CHAPTER XIII - TEASING A SINGER
THOUGH there were many feathered folk
in Pleasant Valley, Jasper Jay did not care to have
much to do with any except his own family. Unless
he had other business that was more urgent he was
always ready to join a troop of noisy blue jays bent
on some mischief. But if there were none of his
own kind about, Jasper usually preferred to be alone.
Strangely enough, Jasper did not even
like to hear other birds singing. He claimed
that their voices were altogether too sweet.
“It’s sickening to hear
their songs,” he used to say. “Somebody
ought to put a stop to these concerts that we have
to listen to all summer long.” And he was
always telling people that what he liked was a good,
loud, jarring call, that you could hear without any
trouble. “These soft, musical notes are
all nonsense!” he declared.
Jasper held it to be his duty, whenever
he chanced to come across one of those forest concerts,
to seat himself in a nearby tree and make as much
noise as he could, in order to interrupt the singing.
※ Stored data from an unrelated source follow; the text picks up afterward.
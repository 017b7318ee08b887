//! Timer host function implementation.
//!
//! `env.sleep_ms(ms: i32) -> i32` suspends the calling export for `ms`
//! milliseconds using `tokio::time::sleep`, then resumes it with `0`.

use std::time::Duration;

use rewind_common::HostFunctionError;
use rewind_core::{HostFunc, HostResult};
use tracing::debug;
use wasmtime::Val;

/// Host implementation for guest sleeps.
pub struct TimerHost;

impl TimerHost {
    /// Validate a requested sleep against the configured maximum.
    ///
    /// # Errors
    ///
    /// Returns [`HostFunctionError::InvalidArgument`] for negative values or
    /// values above `max_sleep_ms`.
    pub fn sleep_duration(ms: i32, max_sleep_ms: u64) -> Result<Duration, HostFunctionError> {
        let ms = u64::try_from(ms).map_err(|_| {
            HostFunctionError::invalid_argument(format!("sleep of {ms}ms is negative"))
        })?;

        if ms > max_sleep_ms {
            return Err(HostFunctionError::invalid_argument(format!(
                "sleep of {ms}ms exceeds the {max_sleep_ms}ms limit"
            )));
        }

        Ok(Duration::from_millis(ms))
    }

    /// The `env.sleep_ms` host function.
    ///
    /// Invalid durations fail synchronously, before the guest unwinds.
    pub fn host_func(max_sleep_ms: u64) -> HostFunc {
        HostFunc::new(move |_caller, params| {
            let [Val::I32(ms)] = params else {
                return Err(HostFunctionError::invalid_argument(
                    "sleep_ms expects a single i32",
                ));
            };

            let duration = Self::sleep_duration(*ms, max_sleep_ms)?;
            debug!(duration_ms = duration.as_millis(), "Guest sleeping");

            Ok(HostResult::pending(async move {
                tokio::time::sleep(duration).await;
                Ok(vec![Val::I32(0)])
            }))
        })
    }
}

#[cfg(test)]
mod tests {
    use super::*;

    #[test]
    fn test_sleep_duration() {
        assert_eq!(
            TimerHost::sleep_duration(250, 1000).unwrap(),
            Duration::from_millis(250)
        );
        assert_eq!(TimerHost::sleep_duration(0, 1000).unwrap(), Duration::ZERO);
    }

    #[test]
    fn test_sleep_duration_rejects_negative() {
        let err = TimerHost::sleep_duration(-1, 1000).unwrap_err();
        assert_eq!(err.to_string(), "Invalid argument: sleep of -1ms is negative");
    }

    #[test]
    fn test_sleep_duration_rejects_over_limit() {
        let err = TimerHost::sleep_duration(1001, 1000).unwrap_err();
        assert!(matches!(err, HostFunctionError::InvalidArgument { .. }));
        assert!(err.to_string().contains("exceeds the 1000ms limit"));
    }
}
Of course, such actions on the part
of Jasper Jay did not make the songsters of Pleasant
Valley like him any better. But Jasper never
minded that.
“I shall keep right on interrupting
these singing societies,” he said, “until
I’ve put an end to such nuisances.”
Naturally, that was only his way of
looking at such matters. As for the other birds,
they thought that the real nuisance was Jasper Jay.
Now, one of the finest singers in
the whole neighborhood was Buddy Brown-Thrasher.
Though he belonged to the Pleasant Valley Singing
Society, he sang so well that he usually preferred
to sing by himself, instead of attending a singing
party. Each morning and each evening he would
seat himself in the topmost branches of a tree near
the thicket where he lived; and there he would sing
his favorite song over and over again.
Often other birds some distance away
would cease their own music just to enjoy his, for
it was very beautiful. If a wooden Indian had
roamed through the woods where Buddy Brown-Thrasher
was singing, he would have stopped to listen.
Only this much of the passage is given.